One of the things I bang on about in my workshops is the constant pressure to be perfect in business. Trying to live up to what I call Entrepreneurial Airbrushing.
Social media and the business press is full of people looking all smug in their perfect businesses. Winning awards, growing turnover, employing more people, tripping through the sun-dappled meadows of business without a care.
Except that’s its mostly exaggerated nonsense.
Business failure rates are high, with only 1 or 2 companies making to the 10 year mark. And one of the most dangerous things to do is focus on turnover and growing staff numbers instead of an obsessive focus on bottom line profit.
For some bonkers reason they’ve become the markers of success.
Yet they mean nothing!
But it still chips away at our confidence, because we’re not as successful as it looks like everyone else is.
Things aren’t what they seem
Because of the work I do, I see a lot of businesses. Many of those who look from the outside veneer to have it cracked are often the most financially vulnerable. So be careful what you aspire to!
Keeping out of the SMOG
If you’ve been on a workshop or worked with me you’ll know I talk a lot about SMOG (something I pinched from good friend and Super Coach Lisa Spencer Arnell)
S Should Dos
M Must Dos
O Ought Tos
G Got Tos
The world is full of messaging telling us what we Should, Must, Ought or have Got to do. It can be head-spinningly distracting and lead to us to take our business in a way that just doesn’t work for us. Trying to live up to impossible ideals of what success looks like.
Once you become aware of the SMOG you’ll see it’s everywhere. And when you can see it, you can start to avoid it and make sure you’re only doing the things that make a difference to YOU.
In my first business I spent 12 years building the business I was told I should and ought to. Grow turnover fast, get an office, take more people on – “you’ve GOT to SCALE” they would say.
So I did all that, and I absolutely hated it. I was miserable and stressed, and it make me so ill I had a breakdown and ended up with ME, losing a year and a half out of my life.
They didn’t mention that bit, did they? It wasn’t the business I wanted. It didn’t fit my values. But no one ever asked me what I wanted – just told me what was expected if I wanted to be “successful”.

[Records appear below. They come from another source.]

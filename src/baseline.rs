//! Reference priority sorters, kept for tests and benchmarks.
//!
//! These implement the priority-only half of the problem with no
//! constraint graph at all. They exist to cross-check the production
//! engine ([`TopoSorter`](crate::sorter::TopoSorter)) on priority-only
//! inputs and to serve as benchmark baselines; they are not peers of the
//! core and deliberately do not implement [`Sorter`](crate::sorter::Sorter).

use std::cmp::Reverse;
use std::collections::{BTreeMap, HashMap};

use crate::registry::ItemId;

/// Grouped bucket sort: items keyed by priority tier, tiers emitted from
/// highest to lowest, insertion order preserved within a tier.
///
/// This is the "bucket policy" of priority composition: O(n) over the
/// item count plus O(t log t) tier bookkeeping.
#[derive(Clone, Debug)]
pub struct GroupedSorter<T> {
    items: Vec<(ItemId, T)>,
    tiers: BTreeMap<i64, Vec<usize>>,
    index: HashMap<ItemId, usize>,
}

impl<T> Default for GroupedSorter<T> {
    fn default() -> Self {
        Self {
            items: Vec::new(),
            tiers: BTreeMap::new(),
            index: HashMap::new(),
        }
    }
}

impl<T> GroupedSorter<T> {
    pub fn new() -> Self {
        Self::default()
    }

    /// Register an item at priority 0 with a generated id.
    pub fn add(&mut self, item: T) -> ItemId {
        self.add_with(item, None, 0)
    }

    /// Register an item, disambiguating the id the same way the registry
    /// does (`-1`, `-2`, … suffixes, generated token when absent).
    pub fn add_with(&mut self, item: T, id: Option<&str>, priority: i64) -> ItemId {
        let id = self.enforce_unique_id(id);
        let idx = self.items.len();
        self.index.insert(id.clone(), idx);
        self.items.push((id.clone(), item));
        self.tiers.entry(priority).or_default().push(idx);
        id
    }

    fn enforce_unique_id(&self, proposed: Option<&str>) -> ItemId {
        match proposed {
            Some(id) => {
                let id = ItemId::new(id);
                if !self.index.contains_key(id.as_str()) {
                    return id;
                }
                let mut counter = 1usize;
                loop {
                    let candidate = id.suffixed(counter);
                    if !self.index.contains_key(candidate.as_str()) {
                        return candidate;
                    }
                    counter += 1;
                }
            }
            None => loop {
                let candidate = ItemId::random();
                if !self.index.contains_key(candidate.as_str()) {
                    return candidate;
                }
            },
        }
    }

    /// Payloads from the highest tier down, insertion order within a tier.
    pub fn sorted(&self) -> Vec<&T> {
        self.tiers
            .values()
            .rev()
            .flat_map(|tier| tier.iter().map(|&idx| &self.items[idx].1))
            .collect()
    }

    /// Ids in the same order as [`sorted`](Self::sorted).
    pub fn sorted_ids(&self) -> Vec<ItemId> {
        self.tiers
            .values()
            .rev()
            .flat_map(|tier| tier.iter().map(|&idx| self.items[idx].0.clone()))
            .collect()
    }

    pub fn len(&self) -> usize {
        self.items.len()
    }

    pub fn is_empty(&self) -> bool {
        self.items.is_empty()
    }
}

/// Naive comparator sort: one flat list, stable-sorted by descending
/// priority on every read. The slowest correct baseline.
#[derive(Clone, Debug)]
pub struct NaiveSorter<T> {
    items: Vec<(ItemId, i64, T)>,
    index: HashMap<ItemId, usize>,
}

impl<T> Default for NaiveSorter<T> {
    fn default() -> Self {
        Self {
            items: Vec::new(),
            index: HashMap::new(),
        }
    }
}

impl<T> NaiveSorter<T> {
    pub fn new() -> Self {
        Self::default()
    }

    pub fn add(&mut self, item: T) -> ItemId {
        self.add_with(item, None, 0)
    }

    pub fn add_with(&mut self, item: T, id: Option<&str>, priority: i64) -> ItemId {
        let id = match id {
            Some(raw) if !self.index.contains_key(raw) => ItemId::new(raw),
            Some(raw) => {
                let base = ItemId::new(raw);
                let mut counter = 1usize;
                loop {
                    let candidate = base.suffixed(counter);
                    if !self.index.contains_key(candidate.as_str()) {
                        break candidate;
                    }
                    counter += 1;
                }
            }
            None => ItemId::random(),
        };
        self.index.insert(id.clone(), self.items.len());
        self.items.push((id.clone(), priority, item));
        id
    }

    /// Payloads by descending priority; the stable sort keeps insertion
    /// order within equal priorities.
    pub fn sorted(&self) -> Vec<&T> {
        let mut refs: Vec<&(ItemId, i64, T)> = self.items.iter().collect();
        refs.sort_by_key(|(_, priority, _)| Reverse(*priority));
        refs.into_iter().map(|(_, _, item)| item).collect()
    }

    pub fn len(&self) -> usize {
        self.items.len()
    }

    pub fn is_empty(&self) -> bool {
        self.items.is_empty()
    }
}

And I didn’t realise that there was another way, and that I got to choose how I ran my business.
A delegate at my workshop had recently been to an event where the speaker said you’ve got to be prepared to sacrifice relationships, friends, time off, weekends and your health if you want real success.
OMG! It makes my blood run cold to think there are people who believe this is real success AND that they’re telling other people what they MUST do to be successful.
It’s certainly not success in my book.
It’s OK to change direction
A couple of people came up at the end of my workshop tell me they were going to fundamentally rethink their business, as they realised it didn’t make them happy and they were actually running the business they thought they ought to have.
One delegate texted me yesterday to say “I’ve been thinking about your course all day. It feels like you’ve created a transformational moment for me and my business”
Why not take some time to reflect this weekend; are you running your business on your terms, or are you trying to live up to something you think you should want. Are you focussing on healthy profit growth, or chasing random turnover growth goals?
And is what you’re doing moving you closer towards a life you want? Or is it taking you further away?
You know something? This is your business. You get to choose what it looks like. And you get to choose the life you live.
Ps big thank you to Helen Taylor, MD of Hosta Consulting for the inspiration for this blog post!